Europe is missing out on major opportunities to help patients suffering from cancer and other serious conditions. Rapid and continuing advances in biomarker testing are not being matched by take-up in health systems, and this is hampering both patient care and innovation. It also risks costing health systems the opportunity to make their services more efficient and, over time, more economical.  

The potential that genomics has brought to biomarker testing in diagnosis, prediction and research is being realised in many cancers, but also in an ever-wider range of conditions. But development is impeded by data deficiencies, and lack of policy alignment on standards, approval—particularly the role of real-world evidence in the approval process—and reimbursement. 

The acute nature of the problem is compellingly illustrated by the challenges facing the development and use of tumour agnostic therapies. Here, the lack of preparedness to take advantage of this innovative approach to cancer therapy is sharply exposed.  
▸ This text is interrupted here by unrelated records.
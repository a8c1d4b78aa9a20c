//! Progress and sizing arithmetic.

use crate::format::ZONE_MEDIA;
use crate::volume::ZoneExtent;

/// Sectors of standard-definition recording per hour.
pub const SD_SECTORS_PER_HOUR: u64 = 1_630_000;

/// Volumes below this size carry no firmware reservation.
const RESERVE_FLOOR: u64 = 14_680_064;
/// Volumes above this size carry the full reservation.
const RESERVE_CEILING: u64 = 75_497_472;
/// The full firmware reservation, in sectors.
const RESERVE_FULL: u64 = 12_582_912;

/// Fixed-point completion percentage in hundredths (0..=10000).
///
/// The scaling strategy is picked from the magnitude of `max` so the
/// intermediate product never overflows 32 bits.
pub fn percent(current: u32, max: u32) -> u32 {
    if max == 0 {
        return 0;
    }
    if max <= 0x7fff_ffff / 10_000 {
        current * 10_000 / max
    } else if max <= 0x7fff_ffff / 100 {
        current * 100 / (max / 100)
    } else {
        current / (max / 10_000)
    }
}

/// Usable sectors of a volume after the firmware reservation.
///
/// The reservation is zero below the floor, grows at a quarter of the
/// excess above it, and saturates at the full fixed amount; the curve is
/// continuous and monotonic over the whole range.
pub fn sectors_no_reserved(sectors: u64) -> u64 {
    let reserved = sectors
        .saturating_sub(RESERVE_FLOOR)
        .div_euclid(4)
        .min(RESERVE_FULL);
    sectors - reserved
}

/// Accumulated media capacity milestones, in sectors.
///
/// Media zones accumulate; each non-media zone boundary collapses what has
/// accumulated so far into a single milestone. The result is one running
/// total per upgrade step of the drive.
pub fn media_tiers(zones: &[ZoneExtent]) -> Vec<u64> {
    let mut sizes: Vec<u64> = Vec::new();
    for zone in zones {
        if zone.zone_type == ZONE_MEDIA {
            sizes.push(zone.size);
        } else {
            while sizes.len() > 1 {
                let last = sizes.pop().unwrap();
                sizes[0] += last;
            }
        }
    }
    let mut tiers = Vec::with_capacity(sizes.len());
    let mut running = 0u64;
    for size in sizes {
        running += size;
        tiers.push(running);
    }
    tiers
}

/// Media sectors that will land in the image, given the sector count of the
/// backed-up volume prefix.
pub fn media_in_backup(zones: &[ZoneExtent], backup_sectors: u64) -> u64 {
    zones
        .iter()
        .filter(|z| z.zone_type == ZONE_MEDIA && z.first < backup_sectors)
        .map(|z| z.size)
        .sum()
}

/// Estimated standard-definition recording hours for a capacity tier.
pub fn recording_hours(sectors: u64) -> u64 {
    sectors_no_reserved(sectors) / SD_SECTORS_PER_HOUR
}

#[cfg(test)]
mod tests {
    use super::*;
    use crate::format::{ZONE_APPLICATION, ZONE_INODE};

    #[test]
    fn percent_endpoints() {
        for max in [1u32, 9_999, 214_748, 0x7fff_ffff / 100, 0x7fff_fff0] {
            assert_eq!(percent(0, max), 0, "max={max}");
            let full = percent(max, max);
            assert!((9_990..=10_000).contains(&full), "max={max} full={full}");
        }
    }

    #[test]
    fn percent_monotonic_in_all_regimes() {
        for max in [10_000u32, 30_000_000, 0x7fff_fff0] {
            let mut last = 0;
            for step in 0..=100u32 {
                let x = (max as u64 * step as u64 / 100) as u32;
                let p = percent(x, max);
                assert!(p >= last, "max={max} x={x}: {p} < {last}");
                last = p;
            }
        }
    }

    #[test]
    fn percent_zero_max_is_zero() {
        assert_eq!(percent(0, 0), 0);
    }

    #[test]
    fn reserve_curve_shape() {
        assert_eq!(sectors_no_reserved(0), 0);
        // Below the floor nothing is reserved.
        assert_eq!(sectors_no_reserved(RESERVE_FLOOR - 1), RESERVE_FLOOR - 1);
        assert_eq!(sectors_no_reserved(RESERVE_FLOOR), RESERVE_FLOOR);
        // Quarter slope in the middle.
        assert_eq!(
            sectors_no_reserved(RESERVE_FLOOR + 4000),
            RESERVE_FLOOR + 4000 - 1000
        );
        // Saturated at the top.
        assert_eq!(
            sectors_no_reserved(RESERVE_CEILING + 10),
            RESERVE_CEILING + 10 - RESERVE_FULL
        );
    }

    #[test]
    fn reserve_curve_monotonic_and_continuous() {
        let saturation = RESERVE_FLOOR + RESERVE_FULL * 4;
        let mut last = 0;
        for x in [
            0,
            1,
            RESERVE_FLOOR - 1,
            RESERVE_FLOOR,
            RESERVE_FLOOR + 1,
            saturation - 1,
            saturation,
            saturation + 1,
            RESERVE_CEILING,
            RESERVE_CEILING + 1,
            u32::MAX as u64,
        ] {
            let y = sectors_no_reserved(x);
            assert!(y >= last, "curve decreased at {x}");
            // A one-sector step never moves the output by more than one.
            assert!(y - sectors_no_reserved(x.saturating_sub(1)) <= 1);
            last = y;
        }
    }

    fn zone(zone_type: u32, first: u64, size: u64) -> ZoneExtent {
        ZoneExtent { zone_type, first, size }
    }

    #[test]
    fn media_tiers_collapse_at_non_media_boundaries() {
        // Original drive: inode, app, media; upgrade added app + media.
        let zones = [
            zone(ZONE_INODE, 100, 50),
            zone(ZONE_APPLICATION, 200, 500),
            zone(ZONE_MEDIA, 1_000, 8_000),
            zone(ZONE_MEDIA, 9_000, 2_000),
            zone(ZONE_APPLICATION, 11_000, 500),
            zone(ZONE_MEDIA, 12_000, 6_000),
        ];
        assert_eq!(media_tiers(&zones), vec![10_000, 16_000]);
    }

    #[test]
    fn media_in_backup_counts_prefix_zones() {
        let zones = [
            zone(ZONE_MEDIA, 1_000, 8_000),
            zone(ZONE_MEDIA, 50_000, 2_000),
        ];
        assert_eq!(media_in_backup(&zones, 10_000), 8_000);
        assert_eq!(media_in_backup(&zones, 60_000), 10_000);
    }
}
Europe should already have in place a guarantee of universal access to a minimum suite of biomarker tests. We should also be planning for an optimum testing scenario with a wider range of biomarker tests integrated into a more sophisticated health system articulated around personalised medicine. Improving healthcare and winning advantages for Europe's industrial competitiveness and innovation require an appropriate policy framework—starting with an update to outdated recommendations. 

Gaps, and need for action 

The uncertainty around access, funding and uptake of biomarkers based on molecular diagnostics has a direct negative influence on investment decisions, further hampering progress and the integration of innovation as set out in our recent publication. The disproportionate attention is striking. Diagnostics account for less than 2% of total healthcare spending, but they influence 60% of clinical decision making. Current policy in Europe—particularly with respect to reimbursement—fails to take this into account, and urgently needs updating.
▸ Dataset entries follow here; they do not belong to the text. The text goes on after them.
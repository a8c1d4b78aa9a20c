//! Running integrity checksum over the logical backup stream.
//!
//! The engine feeds every pre-compression byte of the image through a CRC-32
//! and closes the image with a 512-byte trailer whose final word completes
//! the checksum. A verifier hashing the entire logical stream, trailer
//! included, always lands on the same residual value; any single corrupted
//! byte moves it.

use crate::device::SECTOR_SIZE;
use crate::{Result, StreamError};

/// Finalized CRC-32 of any stream that ends in its own appended CRC-32.
pub const STREAM_RESIDUAL: u32 = 0x2144_df1c;

/// Running CRC-32 over the logical (pre-compression) stream.
#[derive(Clone, Default)]
pub struct StreamCrc {
    hasher: crc32fast::Hasher,
}

impl StreamCrc {
    pub fn new() -> Self {
        Self::default()
    }

    pub fn update(&mut self, data: &[u8]) {
        self.hasher.update(data);
    }

    /// Finalized value of everything fed so far, without consuming the
    /// running state.
    pub fn finalize(&self) -> u32 {
        self.hasher.clone().finalize()
    }

    /// Produce the closing trailer block: zero padding with the stream CRC
    /// in the last four bytes.
    pub fn trailer(&self) -> [u8; SECTOR_SIZE] {
        let mut block = [0u8; SECTOR_SIZE];
        let mut hasher = self.hasher.clone();
        hasher.update(&block[..SECTOR_SIZE - 4]);
        let crc = hasher.finalize();
        block[SECTOR_SIZE - 4..].copy_from_slice(&crc.to_le_bytes());
        block
    }

    /// Check the residual after the whole stream, trailer included, has been
    /// fed through `update`.
    pub fn verify_residual(&self) -> Result<()> {
        let got = self.hasher.clone().finalize();
        if got != STREAM_RESIDUAL {
            return Err(StreamError::BadChecksum { got }.into());
        }
        Ok(())
    }
}

#[cfg(test)]
mod tests {
    use super::*;

    fn stream_with_trailer(body: &[u8]) -> Vec<u8> {
        let mut crc = StreamCrc::new();
        crc.update(body);
        let trailer = crc.trailer();
        let mut stream = body.to_vec();
        stream.extend_from_slice(&trailer);
        stream
    }

    #[test]
    fn closed_stream_hits_the_residual() {
        let stream = stream_with_trailer(b"some backup payload");
        let mut check = StreamCrc::new();
        check.update(&stream);
        check.verify_residual().unwrap();
    }

    #[test]
    fn empty_body_still_closes() {
        let stream = stream_with_trailer(&[]);
        assert_eq!(stream.len(), SECTOR_SIZE);
        let mut check = StreamCrc::new();
        check.update(&stream);
        check.verify_residual().unwrap();
    }

    #[test]
    fn any_single_byte_flip_breaks_the_residual() {
        let stream = stream_with_trailer(&[0x17u8; 1024]);
        for pos in [0, 511, 1024, stream.len() - 1] {
            let mut bad = stream.clone();
            bad[pos] ^= 0x40;
            let mut check = StreamCrc::new();
            check.update(&bad);
            assert!(check.verify_residual().is_err(), "corruption at {pos} went undetected");
        }
    }
}
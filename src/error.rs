//! Error types for the backup/restore engine.

use thiserror::Error;

/// Main error type for backup and restore operations.
#[derive(Error, Debug)]
pub enum Error {
    /// Conflicting or malformed options. Reported before any session exists.
    #[error("invalid configuration: {reason}")]
    Config { reason: String },

    /// A device could not be opened, is locked, or carries no recognizable
    /// volume signature. Session creation fails atomically.
    #[error("cannot initialize session: {reason}")]
    Init { reason: String },

    /// The volume turned out to be structurally inconsistent during the
    /// initial enumeration phase.
    #[error("volume scan failed: {reason}")]
    Scan { reason: String },

    /// A fault inside a state handler. The session that raised this is
    /// permanently halted; later driver calls return it again.
    #[error("{0}")]
    Stream(#[from] StreamError),

    #[error("IO error: {0}")]
    Io(#[from] std::io::Error),
}

/// Result type alias used throughout the library.
pub type Result<T> = std::result::Result<T, Error>;

/// A structured stream fault recorded by a state handler.
///
/// Handlers on the hot path only store the kind and its payload; the message
/// is rendered when the error is displayed, never when it is recorded.
#[derive(Error, Debug, Clone, PartialEq, Eq)]
pub enum StreamError {
    #[error("short read at sector {sector} ({count} sectors requested)")]
    ShortRead { sector: u64, count: u32 },

    #[error("short write at sector {sector} ({count} sectors requested)")]
    ShortWrite { sector: u64, count: u32 },

    #[error("error reading inode {inode}")]
    InodeRead { inode: u32 },

    #[error("error writing inode {inode}")]
    InodeWrite { inode: u32 },

    #[error("inode sector claims {count} extents (limit {limit})")]
    ExtentCount { count: u32, limit: u32 },

    #[error("compression failure in state {state}")]
    Compressor { state: &'static str },

    #[error("decompression failure in state {state}")]
    Decompressor { state: &'static str },

    #[error("unknown backup magic {magic:#010x}")]
    BadMagic { magic: u32 },

    #[error("backup stream checksum mismatch (got {got:#010x})")]
    BadChecksum { got: u32 },

    #[error("target device {devno} too small: need {need} sectors, have {have}")]
    TargetTooSmall { devno: u8, need: u64, have: u64 },

    #[error("no target device {devno} for partition {partno}")]
    MissingDevice { devno: u8, partno: u8 },

    #[error("restore session not started before destructive state {state}")]
    NotStarted { state: &'static str },

    #[error("backup stream ended early in state {state}")]
    Truncated { state: &'static str },

    #[error("{context}")]
    Other { context: &'static str },
}

#[cfg(test)]
mod tests {
    use super::*;

    #[test]
    fn stream_errors_format_lazily() {
        let err = StreamError::ShortRead { sector: 1122, count: 2 };
        assert_eq!(
            err.to_string(),
            "short read at sector 1122 (2 sectors requested)"
        );
    }

    #[test]
    fn stream_error_wraps_into_main_error() {
        let err: Error = StreamError::BadMagic { magic: 0xdeadbeef }.into();
        assert!(err.to_string().contains("0xdeadbeef"));
    }
}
It is not just the coronavirus pandemic that has given new prominence to health in EU policy, although it has imparted additional impetus. The EU was already conscious of the twin perils of sub-optimal health services becoming unsustainable in the face of demographic change and spiralling chronic disease, and of the EU losing out at a global level to scientific innovation, on which its prosperity largely depends.

Collaboration is the key for success 

Recent signals could justify guarded hopes of an improved environment. There have been demonstrations of broad support for EU initiatives such as its Beating Cancer Plan or its Cancer Mission, and the 1 Million Genome initiative (which 23 European countries have signed up to, including Germany) within the broader framework of the EU Health Data Space. Additionally, the EU institutions have made numerous declarations, before and during the coronavirus crisis, that suggest a growing recognition of the need to innovate at the level of both policymakers and the health community. The renewed attention to disparities in cancer care and access across Europe is also driving new assessments of obstacles and new pursuits of solutions and promoting greater networking and collaboration among cancer institutions. 

But nothing will happen by accident. Constructive change to the health care context could ensure better use of new technologies in testing, in diagnosis and in treatment of cancer, through development and use of biomarkers and the advanced treatments—such as personalised medicine—that they enable. But this will result only from vigorous debate among all stakeholders, and agreement on recommendations of a technical and political nature that will result in a better deal for patients and a more sustainable approach to healthcare.